(Stored items)
-------------------------
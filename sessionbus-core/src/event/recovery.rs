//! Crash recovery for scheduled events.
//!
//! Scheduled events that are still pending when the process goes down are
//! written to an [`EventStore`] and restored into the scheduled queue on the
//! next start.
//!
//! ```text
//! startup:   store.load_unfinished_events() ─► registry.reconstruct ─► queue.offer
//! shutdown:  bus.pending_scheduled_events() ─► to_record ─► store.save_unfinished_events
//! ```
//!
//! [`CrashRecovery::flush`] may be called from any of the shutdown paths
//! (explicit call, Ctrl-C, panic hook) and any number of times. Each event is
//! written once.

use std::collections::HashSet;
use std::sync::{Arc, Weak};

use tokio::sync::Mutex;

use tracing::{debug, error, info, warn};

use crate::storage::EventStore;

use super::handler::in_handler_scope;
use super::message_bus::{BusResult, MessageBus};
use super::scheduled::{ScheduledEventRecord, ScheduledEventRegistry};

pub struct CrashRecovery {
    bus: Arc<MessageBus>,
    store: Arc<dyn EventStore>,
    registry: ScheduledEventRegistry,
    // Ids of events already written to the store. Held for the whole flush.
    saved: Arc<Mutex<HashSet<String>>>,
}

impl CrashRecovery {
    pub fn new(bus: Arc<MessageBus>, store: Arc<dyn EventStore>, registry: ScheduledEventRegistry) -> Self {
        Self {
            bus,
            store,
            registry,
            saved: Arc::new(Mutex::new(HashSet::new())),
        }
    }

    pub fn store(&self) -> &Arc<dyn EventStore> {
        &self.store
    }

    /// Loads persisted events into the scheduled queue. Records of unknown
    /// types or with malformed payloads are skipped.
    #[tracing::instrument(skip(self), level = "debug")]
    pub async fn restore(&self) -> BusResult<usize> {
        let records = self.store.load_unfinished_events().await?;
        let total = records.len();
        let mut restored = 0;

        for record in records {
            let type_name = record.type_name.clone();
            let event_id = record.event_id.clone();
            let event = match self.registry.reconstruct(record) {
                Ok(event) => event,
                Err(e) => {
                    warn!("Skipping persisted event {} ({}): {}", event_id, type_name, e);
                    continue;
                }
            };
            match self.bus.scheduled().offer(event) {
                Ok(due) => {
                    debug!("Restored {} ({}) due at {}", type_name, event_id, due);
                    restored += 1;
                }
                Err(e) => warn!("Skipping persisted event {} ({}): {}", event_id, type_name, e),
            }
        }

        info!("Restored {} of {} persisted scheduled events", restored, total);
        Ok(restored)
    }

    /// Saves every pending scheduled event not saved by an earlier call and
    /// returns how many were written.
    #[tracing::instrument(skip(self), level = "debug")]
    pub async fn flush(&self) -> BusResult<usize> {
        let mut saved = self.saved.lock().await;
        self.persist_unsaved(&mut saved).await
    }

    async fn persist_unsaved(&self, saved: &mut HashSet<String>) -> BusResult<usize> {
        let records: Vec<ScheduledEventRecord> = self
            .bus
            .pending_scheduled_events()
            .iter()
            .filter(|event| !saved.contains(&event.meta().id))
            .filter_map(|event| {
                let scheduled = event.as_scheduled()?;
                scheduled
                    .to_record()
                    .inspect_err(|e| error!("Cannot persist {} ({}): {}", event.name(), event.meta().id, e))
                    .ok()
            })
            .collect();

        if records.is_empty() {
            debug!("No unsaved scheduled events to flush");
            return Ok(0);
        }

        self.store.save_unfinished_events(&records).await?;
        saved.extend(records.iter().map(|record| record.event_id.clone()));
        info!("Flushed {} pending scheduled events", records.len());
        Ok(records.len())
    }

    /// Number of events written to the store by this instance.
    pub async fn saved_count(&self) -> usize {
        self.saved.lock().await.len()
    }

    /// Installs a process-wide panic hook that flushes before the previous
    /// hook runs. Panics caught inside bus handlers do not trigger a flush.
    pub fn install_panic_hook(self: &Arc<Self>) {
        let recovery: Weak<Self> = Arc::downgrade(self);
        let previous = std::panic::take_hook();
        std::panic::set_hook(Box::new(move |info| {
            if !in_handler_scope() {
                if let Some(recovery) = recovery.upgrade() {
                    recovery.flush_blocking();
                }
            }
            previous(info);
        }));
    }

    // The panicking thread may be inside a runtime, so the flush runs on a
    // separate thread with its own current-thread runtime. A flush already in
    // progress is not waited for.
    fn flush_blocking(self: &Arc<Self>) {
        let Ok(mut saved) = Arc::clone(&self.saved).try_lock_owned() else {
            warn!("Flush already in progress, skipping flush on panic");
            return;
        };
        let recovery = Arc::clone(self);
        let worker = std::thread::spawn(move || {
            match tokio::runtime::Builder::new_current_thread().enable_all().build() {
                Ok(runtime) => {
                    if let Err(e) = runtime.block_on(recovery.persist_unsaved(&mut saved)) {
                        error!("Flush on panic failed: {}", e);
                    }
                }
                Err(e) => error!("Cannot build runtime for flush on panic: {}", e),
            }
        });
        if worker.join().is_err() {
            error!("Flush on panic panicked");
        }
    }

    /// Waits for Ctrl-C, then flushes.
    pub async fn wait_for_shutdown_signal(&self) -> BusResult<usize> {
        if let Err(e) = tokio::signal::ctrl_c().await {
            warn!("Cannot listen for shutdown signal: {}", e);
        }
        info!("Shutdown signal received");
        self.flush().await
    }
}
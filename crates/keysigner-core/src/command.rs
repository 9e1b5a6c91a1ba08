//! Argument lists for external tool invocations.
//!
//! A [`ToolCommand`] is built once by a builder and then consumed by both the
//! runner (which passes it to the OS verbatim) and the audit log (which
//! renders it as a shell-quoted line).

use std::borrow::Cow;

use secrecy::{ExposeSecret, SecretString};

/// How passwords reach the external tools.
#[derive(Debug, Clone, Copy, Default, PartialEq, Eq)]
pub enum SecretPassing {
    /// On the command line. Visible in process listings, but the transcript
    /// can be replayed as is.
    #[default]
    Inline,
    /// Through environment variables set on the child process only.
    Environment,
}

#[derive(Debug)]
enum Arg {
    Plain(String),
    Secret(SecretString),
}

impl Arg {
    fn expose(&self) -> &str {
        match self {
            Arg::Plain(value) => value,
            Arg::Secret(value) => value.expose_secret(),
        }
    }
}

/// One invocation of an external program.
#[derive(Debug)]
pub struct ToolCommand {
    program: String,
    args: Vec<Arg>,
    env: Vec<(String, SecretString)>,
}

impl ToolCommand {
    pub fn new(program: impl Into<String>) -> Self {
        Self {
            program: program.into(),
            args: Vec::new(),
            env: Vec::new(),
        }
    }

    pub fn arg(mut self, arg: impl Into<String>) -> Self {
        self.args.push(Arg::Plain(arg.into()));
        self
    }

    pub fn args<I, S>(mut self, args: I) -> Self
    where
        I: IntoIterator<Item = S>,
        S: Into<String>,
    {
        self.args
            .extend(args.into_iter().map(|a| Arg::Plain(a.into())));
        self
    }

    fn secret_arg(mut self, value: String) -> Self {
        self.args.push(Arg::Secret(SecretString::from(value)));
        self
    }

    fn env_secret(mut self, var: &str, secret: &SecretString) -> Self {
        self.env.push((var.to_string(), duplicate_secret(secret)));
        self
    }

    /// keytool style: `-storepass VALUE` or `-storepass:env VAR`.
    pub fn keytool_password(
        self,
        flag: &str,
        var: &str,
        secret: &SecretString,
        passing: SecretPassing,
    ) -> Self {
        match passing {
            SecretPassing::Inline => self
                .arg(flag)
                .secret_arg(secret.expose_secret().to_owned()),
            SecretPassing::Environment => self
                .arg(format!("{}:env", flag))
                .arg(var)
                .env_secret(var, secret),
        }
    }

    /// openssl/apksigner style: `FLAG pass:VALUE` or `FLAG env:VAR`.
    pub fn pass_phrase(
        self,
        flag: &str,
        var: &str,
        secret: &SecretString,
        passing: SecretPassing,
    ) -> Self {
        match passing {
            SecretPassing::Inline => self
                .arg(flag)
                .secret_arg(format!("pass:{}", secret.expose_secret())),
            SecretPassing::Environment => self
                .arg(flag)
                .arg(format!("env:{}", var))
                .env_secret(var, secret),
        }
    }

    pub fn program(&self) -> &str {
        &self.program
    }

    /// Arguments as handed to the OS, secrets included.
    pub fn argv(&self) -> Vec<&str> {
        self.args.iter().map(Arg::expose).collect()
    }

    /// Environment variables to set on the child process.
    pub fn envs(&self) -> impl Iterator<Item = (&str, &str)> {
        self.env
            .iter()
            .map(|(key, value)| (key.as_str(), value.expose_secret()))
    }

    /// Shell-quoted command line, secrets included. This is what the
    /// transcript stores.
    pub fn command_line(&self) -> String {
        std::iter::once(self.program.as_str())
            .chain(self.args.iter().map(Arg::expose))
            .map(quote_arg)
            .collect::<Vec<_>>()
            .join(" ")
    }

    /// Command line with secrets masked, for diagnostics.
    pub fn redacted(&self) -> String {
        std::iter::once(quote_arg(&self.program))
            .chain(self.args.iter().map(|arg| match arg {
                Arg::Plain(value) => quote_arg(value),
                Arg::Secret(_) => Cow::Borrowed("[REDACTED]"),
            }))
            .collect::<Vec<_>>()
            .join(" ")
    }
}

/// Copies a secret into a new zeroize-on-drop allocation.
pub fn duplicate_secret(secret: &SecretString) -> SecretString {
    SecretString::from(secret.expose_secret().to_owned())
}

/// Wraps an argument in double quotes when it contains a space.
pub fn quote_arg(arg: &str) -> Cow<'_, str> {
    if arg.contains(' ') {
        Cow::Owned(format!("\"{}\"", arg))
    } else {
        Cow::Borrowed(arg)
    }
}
-------------------------
WHAT TO WORK ON => Look for the word "Weak" in the data, then return every line that contains it.

RESPONSE AREA =>
use std::sync::{Arc, Weak};
        let recovery: Weak<Self> = Arc::downgrade(self);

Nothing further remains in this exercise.